On August 7, fifteen musicians, at 12-foot distances, stood in an empty Josie Robinson Plaza, with Barfield conducting. The title translates from Latin to “unconquered,” and the spirit of the piece is deeply resonant, expressing both solemnity and triumph. It’s perfect for a healing city moving forward.

9/11 Anniversary

Also reimagined for pandemic times is the “Table of Silence Project 9/11,” part dance, part concert, part ritual, part prayer for peace. It was created by Jacqulyn Buglisi, Artistic Director of Buglisi Dance Theatre, for the tenth anniversary of 9/11, and has been performed at Lincoln Center on each anniversary since. It’s a remembrance and a call to humanity through movement, sound and creativity.

As the plaintive cry of a conch shell opens, dancers enter, singers respond, musicians perform, and a sense of disquiet, chaos and tragedy eventually transforms into a coming together expressing resilience and hope. The virtual presentation includes film, spoken-word and musical performances, all streamed from 7:55 a.m. on Friday, September 11th til 8:46 a.m., coinciding with the time the first tower was hit. It will also be available on demand. Later on 9/11, buildings and billboards across Manhattan don blue lights to join with the twin beams that rise skyward from the National September 11 Memorial & Museum.

While Manhattan is an island, New York is immeasurable.
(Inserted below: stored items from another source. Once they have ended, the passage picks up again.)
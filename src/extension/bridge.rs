//! The boundary between the engine and configuration-supplied callables.
//!
//! Every callable runs through [`guarded`]: an `Err` or a panic is logged and the
//! call becomes a no-op, so the engine operation that triggered it carries on.

use std::any::Any;
use std::panic::{self, AssertUnwindSafe};

use tracing::{error, warn};

use super::flags::Flags;
use super::hooks::{Callback, Hook, Hooks, StatusQuery};

/// Hooks may trigger further hooks; past this depth they are skipped
pub const MAX_CALL_DEPTH: usize = 16;

fn panic_message(payload: &(dyn Any + Send)) -> &str {
    if let Some(s) = payload.downcast_ref::<&str>() {
        *s
    } else if let Some(s) = payload.downcast_ref::<String>() {
        s.as_str()
    } else {
        "unknown panic"
    }
}

/// Run an external callable, catching both errors and panics.
/// Returns `None` if it failed.
pub fn guarded<T>(what: &str, f: impl FnOnce() -> anyhow::Result<T>) -> Option<T> {
    match panic::catch_unwind(AssertUnwindSafe(f)) {
        Ok(Ok(value)) => Some(value),
        Ok(Err(e)) => {
            error!(callable = what, error = %format!("{:#}", e), "Callable failed");
            None
        }
        Err(payload) => {
            error!(
                callable = what,
                panic = panic_message(payload.as_ref()),
                "Callable panicked"
            );
            None
        }
    }
}

/// Hook table, status query and flags, plus reentrancy tracking
#[derive(Default)]
pub struct ExtensionBridge {
    hooks: Hooks,
    status_query: Option<StatusQuery>,
    flags: Flags,
    /// Callables currently on the stack
    depth: usize,
}

impl ExtensionBridge {
    pub fn new(flags: Flags) -> Self {
        Self {
            flags,
            ..Self::default()
        }
    }

    pub fn flags(&self) -> &Flags {
        &self.flags
    }

    pub fn hooks_mut(&mut self) -> &mut Hooks {
        &mut self.hooks
    }

    pub fn hook(&self, hook: Hook) -> Option<Callback> {
        self.hooks.get(hook)
    }

    pub fn set_status_query(&mut self, query: Option<StatusQuery>) {
        self.status_query = query;
    }

    pub fn status_query(&self) -> Option<StatusQuery> {
        self.status_query.clone()
    }

    /// Reserve a call slot. Returns false when nesting is too deep.
    pub fn enter(&mut self, what: &str) -> bool {
        if self.depth >= MAX_CALL_DEPTH {
            warn!(callable = what, depth = self.depth, "Callable nesting too deep, skipping");
            return false;
        }
        self.depth += 1;
        true
    }

    pub fn leave(&mut self) {
        self.depth = self.depth.saturating_sub(1);
    }

    pub fn depth(&self) -> usize {
        self.depth
    }
}

#[cfg(test)]
mod tests {
    use super::*;
    use anyhow::bail;

    #[test]
    fn test_guarded_passes_values_through() {
        assert_eq!(guarded("ok", || Ok(5)), Some(5));
    }

    #[test]
    fn test_guarded_swallows_errors() {
        let result: Option<()> = guarded("failing", || bail!("boom"));
        assert!(result.is_none());
    }

    #[test]
    fn test_guarded_swallows_panics() {
        let result: Option<()> = guarded("panicking", || panic!("kaboom"));
        assert!(result.is_none());
        let result: Option<()> = guarded("panicking", || panic!("{}", String::from("formatted")));
        assert!(result.is_none());
    }

    #[test]
    fn test_depth_limit() {
        let mut bridge = ExtensionBridge::default();
        for _ in 0..MAX_CALL_DEPTH {
            assert!(bridge.enter("hook"));
        }
        assert!(!bridge.enter("hook"));
        bridge.leave();
        assert!(bridge.enter("hook"));
        assert_eq!(bridge.depth(), MAX_CALL_DEPTH);
    }
}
It’s a melting pot. It’s a shining city. It’s a dream. It’s home. And nothing expresses its resilience more than New Yorkers being New Yorkers.

“Pull-up Concerts”

The New York Philharmonic’s NY Phil Bandwagon brings live performances back to the city. It’s the brainchild of and produced by Anthony Roth Costanzo, the countertenor who dazzled as Akhnaten at the Metropolitan Opera last season. “I am excited to be partnering with the New York Philharmonic to start a dialogue with the city in a new way,” he said in a statement, adding, “the moment we are in gives us an opportunity to be unusually nimble.”
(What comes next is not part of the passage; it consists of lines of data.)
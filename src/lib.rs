//! glance: the viewing engine of a keyboard-driven image browser.
//!
//! The engine keeps an ordered image list, shows one image or a gallery grid,
//! decodes neighbouring images in the background and hands lifecycle points to
//! configuration-supplied callables.

pub mod config;
pub mod engine;
pub mod error;
pub mod extension;
pub mod geometry;
pub mod input;
pub mod layout;
pub mod models;
pub mod navigation;
pub mod preload;
pub mod transform;

pub use config::{Color, Settings, StatusBarPosition, ViewConfig};
pub use engine::{Engine, EngineBuilder, FrameState, GalleryFrame, NullPresenter, Presenter};
pub use error::{EngineError, Result};
pub use extension::{callback, status_query, Callback, ConfigFlag, Flags, Hook, StatusText};
pub use geometry::Size;
pub use input::Keycode;
pub use navigation::Mode;
pub use transform::{AlignX, AlignY, ImageTransform, Scaling};
//! Background decoding of the images around the current position.

pub mod cache;
pub mod decoder;
pub mod manager;
pub mod queue;
pub mod thumbnails;

pub use decoder::{Decoded, Decoder, ImageDecoder, ImageKind};
pub use manager::{Applied, Focus, FullImage, PreloadManager, DEFAULT_CACHE_SLACK};
pub use queue::{LoadQueue, LoadQueueBuilder, LoadRequest, LoadResult, DEFAULT_WORKERS};
pub use thumbnails::{ThumbnailKey, ThumbnailStore};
All it takes is a pickup truck with a custom red and white paint job, a handful of the world’s best musicians, an audience as sophisticated as the city, and unannounced “pull-up” concerts across all five boroughs. What could be more New York, or more wonderful?

The season started August 28 and runs for eight weeks, connecting world-class artists directly with people on street corners, plazas, and sidewalks around the city. Locations are kept secret, to keep crowds from showing up, but selections can be viewed online where you can watch a masked Costanzo introduce a world-premiere performance of Carlos Simon’s commissioned work, “Loop,” to people hanging out of windows, getting off buses, and sitting in Brooklyn’s McCarren Park. He tells them, touchingly, “I’m so glad we found you.”
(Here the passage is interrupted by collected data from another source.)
//! Worker pool decoding images off the core thread.
//!
//! - Fixed pool of worker threads fed through a flume channel
//! - Workers never touch engine state; results come back on a second channel
//! - The core drains results with `poll_results` / `recv_timeout`

use std::path::PathBuf;
use std::sync::atomic::{AtomicBool, Ordering};
use std::sync::Arc;
use std::thread::{self, JoinHandle};
use std::time::Duration;

use anyhow::Context;
use flume::{Receiver, Sender};
use tracing::{debug, error, trace, warn};

use super::decoder::{Decoded, Decoder, ImageKind};
use crate::error::EngineError;

/// Default number of worker threads.
pub const DEFAULT_WORKERS: usize = 2;

/// Maximum number of worker threads.
const MAX_WORKERS: usize = 8;

/// How long an idle worker waits before re-checking for shutdown.
const IDLE_POLL_MS: u64 = 100;

/// A request to decode one image.
#[derive(Debug, Clone, PartialEq)]
pub struct LoadRequest {
    pub index: usize,
    pub path: PathBuf,
    pub kind: ImageKind,
    /// Generation live when the request was issued
    pub generation: u64,
}

/// A finished decode sent back to the core thread.
#[derive(Debug, Clone)]
pub struct LoadResult {
    pub index: usize,
    pub kind: ImageKind,
    pub generation: u64,
    pub outcome: Result<Decoded, EngineError>,
}

/// Pool of decode workers.
pub struct LoadQueue {
    /// Sender for new requests.
    request_tx: Sender<LoadRequest>,
    /// Receiver for completed results (core thread reads this).
    result_rx: Receiver<LoadResult>,
    workers: Vec<JoinHandle<()>>,
    /// Flag to signal workers to stop.
    shutdown: Arc<AtomicBool>,
}

impl LoadQueue {
    pub fn new(workers: usize, decoder: Arc<dyn Decoder>) -> anyhow::Result<Self> {
        let num_workers = workers.clamp(1, MAX_WORKERS);

        let (request_tx, request_rx) = flume::unbounded();
        let (result_tx, result_rx) = flume::unbounded();

        let shutdown = Arc::new(AtomicBool::new(false));

        let mut worker_handles = Vec::with_capacity(num_workers);

        for worker_id in 0..num_workers {
            let rx = request_rx.clone();
            let tx = result_tx.clone();
            let shutdown = Arc::clone(&shutdown);
            let decoder = Arc::clone(&decoder);

            let handle = thread::Builder::new()
                .name(format!("decode-worker-{}", worker_id))
                .spawn(move || {
                    worker_loop(worker_id, rx, tx, shutdown, decoder);
                })
                .context("Failed to spawn decode worker")?;

            worker_handles.push(handle);
        }

        debug!(num_workers, "Started decode worker queue");

        Ok(Self {
            request_tx,
            result_rx,
            workers: worker_handles,
            shutdown,
        })
    }

    /// Hand a request to the workers. Returns false if the workers are gone.
    pub fn submit(&self, req: LoadRequest) -> bool {
        trace!(index = req.index, kind = ?req.kind, generation = req.generation, "Submitting load");
        match self.request_tx.send(req) {
            Ok(()) => true,
            Err(_) => {
                error!("Decode queue disconnected");
                false
            }
        }
    }

    /// Drain completed results (non-blocking).
    pub fn poll_results(&self) -> Vec<LoadResult> {
        self.result_rx.try_iter().collect()
    }

    /// Wait up to `timeout` for the next result.
    pub fn recv_timeout(&self, timeout: Duration) -> Option<LoadResult> {
        self.result_rx.recv_timeout(timeout).ok()
    }

    /// Stop the workers. Requests still queued are abandoned.
    pub fn shutdown(&mut self) {
        debug!("Shutting down decode queue");

        self.shutdown.store(true, Ordering::SeqCst);

        for handle in self.workers.drain(..) {
            let _ = handle.join();
        }

        debug!("Decode queue shutdown complete");
    }
}

impl Drop for LoadQueue {
    fn drop(&mut self) {
        if !self.shutdown.load(Ordering::Relaxed) {
            self.shutdown();
        }
    }
}

/// Worker thread loop.
fn worker_loop(
    worker_id: usize,
    rx: Receiver<LoadRequest>,
    tx: Sender<LoadResult>,
    shutdown: Arc<AtomicBool>,
    decoder: Arc<dyn Decoder>,
) {
    debug!(worker_id, "Decode worker started");

    loop {
        if shutdown.load(Ordering::Relaxed) {
            break;
        }

        match rx.recv_timeout(Duration::from_millis(IDLE_POLL_MS)) {
            Ok(req) => {
                let result = process_request(&req, decoder.as_ref());

                if let Err(e) = tx.send(result) {
                    warn!(worker_id, error = ?e, "Failed to send load result");
                }
            }
            Err(flume::RecvTimeoutError::Timeout) => continue,
            Err(flume::RecvTimeoutError::Disconnected) => break,
        }
    }

    debug!(worker_id, "Decode worker stopped");
}

/// Decode a single request.
fn process_request(req: &LoadRequest, decoder: &dyn Decoder) -> LoadResult {
    trace!(?req.path, kind = ?req.kind, "Processing load request");

    let outcome = decoder
        .decode(&req.path, req.kind)
        .map_err(|e| EngineError::Load {
            path: req.path.clone(),
            reason: format!("{:#}", e),
        });

    LoadResult {
        index: req.index,
        kind: req.kind,
        generation: req.generation,
        outcome,
    }
}

/// Builder for LoadQueue with configuration options.
pub struct LoadQueueBuilder {
    workers: usize,
    decoder: Arc<dyn Decoder>,
}

impl LoadQueueBuilder {
    pub fn new(decoder: Arc<dyn Decoder>) -> Self {
        Self {
            workers: DEFAULT_WORKERS,
            decoder,
        }
    }

    pub fn workers(mut self, count: usize) -> Self {
        self.workers = count;
        self
    }

    pub fn build(self) -> anyhow::Result<LoadQueue> {
        LoadQueue::new(self.workers, self.decoder)
    }
}

#[cfg(test)]
mod tests {
    use super::*;
    use crate::preload::decoder::testing::{FakeDecoder, Gate};

    const WAIT: Duration = Duration::from_secs(5);

    fn request(index: usize, path: &str) -> LoadRequest {
        LoadRequest {
            index,
            path: PathBuf::from(path),
            kind: ImageKind::Full,
            generation: 7,
        }
    }

    #[test]
    fn test_result_carries_request_tags() {
        let queue = LoadQueueBuilder::new(Arc::new(FakeDecoder::default()))
            .workers(1)
            .build()
            .unwrap();
        assert!(queue.submit(request(3, "a.png")));

        let result = queue.recv_timeout(WAIT).unwrap();
        assert_eq!(result.index, 3);
        assert_eq!(result.generation, 7);
        assert_eq!(result.kind, ImageKind::Full);
        assert_eq!(result.outcome.unwrap().width, 400);
    }

    #[test]
    fn test_failure_becomes_load_error() {
        let queue = LoadQueue::new(2, Arc::new(FakeDecoder::failing(&["bad.png"]))).unwrap();
        queue.submit(request(0, "bad.png"));

        let result = queue.recv_timeout(WAIT).unwrap();
        match result.outcome {
            Err(EngineError::Load { path, .. }) => assert_eq!(path, PathBuf::from("bad.png")),
            other => panic!("unexpected outcome: {:?}", other),
        }
    }

    #[test]
    fn test_poll_does_not_block_on_stalled_loads() {
        let gate = Gate::closed();
        let mut queue = LoadQueue::new(1, Arc::new(FakeDecoder::gated(gate.clone()))).unwrap();
        queue.submit(request(0, "a.png"));

        assert!(queue.poll_results().is_empty());

        gate.open();
        assert!(queue.recv_timeout(WAIT).is_some());
        queue.shutdown();
    }
}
Art heals. It’s a gift that has the ability to transform time, places, and people – for both the giver and the receiver. Cong Wu, Assistant Principal Viola of the New York Philharmonic, who performed on Labor Day weekend, said, “As performers, we are only part of the whole music-making process. Audiences are so crucial to completing the circle. Being able to reconnect with our audiences and community, to share our love and passion with New Yorkers during this challenging time, is simply incredible. And we have the love back from the people who listened to our concerts or saw them on social media. That’s why we play music: to share the love, heal the pain, and celebrate the joy.”